The complications of diabetic foot ulcerations (DFUs) are severe and costly to patients and society. DFUs are quite common: 1 in 4 adults with diabetes will develop a DFU, and 2 out of 3 treated DFUs will recur. Every year, 40,000 individuals lose a leg owing to DFUs. Compared to other groups, Hispanics and Native Americans (NAs) experience a disparate rate of diabetes, foot ulceration, and lower extremity amputation. To date, our understanding of the factors leading to racial and ethnic disparities in major amputations (ankle and above) is limited. Knowledge of the differences in access to care, barriers to limb salvage (amputation prevention), patients' preference in revascularization (improving arterial blood flow for wound healing), and factors related to major amputation are particularly essential to the development of targeted interventions. The goal of this K23 proposal is to address the critical knowledge gap regarding disparities in lower extremity amputations among Hispanics and NAs?vulnerable and often underserved populations. This K23 proposal will leverage the unique and diverse patient populations in the Southwestern Academic Limb Salvage Alliance (SALSA) and the NIH-supported Precision Medicine Initiative Cohort within the All of Us Research Program (AoURP), to determine patient-centered factors that influence the care of the Hispanic and NA populations with DFUs. The objectives of the study include Aim 1: Evaluate the racial and ethnic disparities in healthcare access and utilization among adults with diabetes and DFUs using the cross-sectional survey data of the AoURP;
Aim 2 : Determine the patient-reported barriers to DFU care and perceived risk factors related to major amputations using focus groups;
and Aim 3 : Prospectively identify the clinical factors and non-clinical variables (individual, community, and health system-level) related to major amputations among 219 Hispanics and NAs with DFUs. The Classification and Regression Tree (CART) will be used to identify vulnerable subgroups with DFUs that might benefit from early identification and aggressive treatment. The proposed study is significant, as it focuses on the traditionally understudied Hispanic and NA populations. The proposed study is innovative in that it uses the standard Wound, Ischemia, and Foot Infection (WIFi) classification system to stratify the severity of the ulcer presentation. The proposed, rigorous training plan and highly experienced mentorship team composed of national experts in health disparities research, mixed methods research, DFUs and limb salvage, and implementation science will prepare the PI to independently conduct research aimed at designing, conducting, and evaluating culturally competent interventions. Finally, the findings of this study will address a critical knowledge gap regarding disparities in amputations among these vulnerable and underserved groups that continue to make up an increasing portion of the Southwest's population, with the overarching goal of reducing lower extremity amputations among at-risk minority populations.
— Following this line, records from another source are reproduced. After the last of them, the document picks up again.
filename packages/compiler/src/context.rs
use crate::error::{CompileError, CompileResult};
use nhaml_common::TemplateFileSystem;
use nhaml_parser::Document;
use std::collections::HashMap;
use std::path::{Path, PathBuf};
use std::sync::{Arc, Mutex, PoisonError};
use tracing::debug;

/// Layout root, main template and partial lookup for one view
///
/// Partials are parsed on first use and memoised. The memo lock is held
/// while parsing so two walks never parse the same partial twice.
pub struct RenderContext {
    layout: Option<Arc<Document>>,
    main: Arc<Document>,
    main_dir: PathBuf,
    extension: String,
    fs: Arc<dyn TemplateFileSystem>,
    partials: Mutex<HashMap<PathBuf, Arc<Document>>>,
}

impl RenderContext {
    /// Parse the layout (if any) and main template from `fs`
    pub fn load(
        layout_path: Option<&Path>,
        main_path: &Path,
        fs: Arc<dyn TemplateFileSystem>,
        extension: impl Into<String>,
    ) -> CompileResult<Self> {
        let layout = layout_path
            .map(|path| load_document(fs.as_ref(), path))
            .transpose()?;
        let main = load_document(fs.as_ref(), main_path)?;
        let main_dir = main_path
            .parent()
            .map(Path::to_path_buf)
            .unwrap_or_default();

        Ok(Self::from_documents(layout, main, main_dir, fs, extension))
    }

    /// Build from already parsed trees. Partials still resolve through `fs`
    /// relative to `main_dir`.
    pub fn from_documents(
        layout: Option<Document>,
        main: Document,
        main_dir: impl Into<PathBuf>,
        fs: Arc<dyn TemplateFileSystem>,
        extension: impl Into<String>,
    ) -> Self {
        Self {
            layout: layout.map(Arc::new),
            main: Arc::new(main),
            main_dir: main_dir.into(),
            extension: extension.into(),
            fs,
            partials: Mutex::new(HashMap::new()),
        }
    }

    pub fn layout(&self) -> Option<&Arc<Document>> {
        self.layout.as_ref()
    }

    pub fn main_template(&self) -> &Arc<Document> {
        &self.main
    }

    /// Tree the walk starts from: the layout, or the main template when
    /// there is no layout
    pub fn root(&self) -> &Arc<Document> {
        self.layout.as_ref().unwrap_or(&self.main)
    }

    pub fn main_dir(&self) -> &Path {
        &self.main_dir
    }

    /// File path a `render 'name'` directive refers to
    pub fn partial_path(&self, name: &str) -> PathBuf {
        let relative = Path::new(name);
        let mut file_name = relative
            .file_name()
            .map(|f| f.to_string_lossy().into_owned())
            .unwrap_or_default();

        let suffix = format!(".{}", self.extension.trim_start_matches('.'));
        if suffix.len() > 1 && !file_name.ends_with(&suffix) {
            file_name.push_str(&suffix);
        }
        file_name.insert(0, '_');

        match relative.parent() {
            Some(dir) if !dir.as_os_str().is_empty() => self.main_dir.join(dir).join(file_name),
            _ => self.main_dir.join(file_name),
        }
    }

    /// Resolve and parse a partial, memoised by path
    pub fn resolve_partial(&self, name: &str) -> CompileResult<(PathBuf, Arc<Document>)> {
        let path = self.partial_path(name);
        let mut partials = self
            .partials
            .lock()
            .unwrap_or_else(PoisonError::into_inner);

        if let Some(doc) = partials.get(&path) {
            return Ok((path, doc.clone()));
        }

        if !self.fs.exists(&path) {
            return Err(CompileError::PartialNotFound { path });
        }

        debug!(path = %path.display(), "parsing partial");
        let doc = Arc::new(load_document(self.fs.as_ref(), &path)?);
        partials.insert(path.clone(), doc.clone());
        Ok((path, doc))
    }

    /// Number of partials parsed so far
    pub fn parsed_partials(&self) -> usize {
        self.partials
            .lock()
            .unwrap_or_else(PoisonError::into_inner)
            .len()
    }
}

fn load_document(fs: &dyn TemplateFileSystem, path: &Path) -> CompileResult<Document> {
    fs.load_document(path)
        .map_err(|err| CompileError::from_load(path.to_path_buf(), err))
}
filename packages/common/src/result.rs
use crate::error::CommonError;

/// Common Result type alias
pub type CommonResult<T> = Result<T, CommonError>;
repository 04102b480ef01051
pub mod error;
pub mod filesystem;
pub mod result;

pub use error::*;
pub use filesystem::*;
pub use result::*;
Hispanic and Native American populations with diabetes experience disparities in lower extremity amputations from foot ulcerations. To develop targeted interventions for these at-risk patients, we must first understand the barriers to limb salvage (amputation prevention) and the risk factors related to amputations. The results of this K23 proposal will provide essential insights for improving disparities of lower extremity amputations in vulnerable and underserved populations.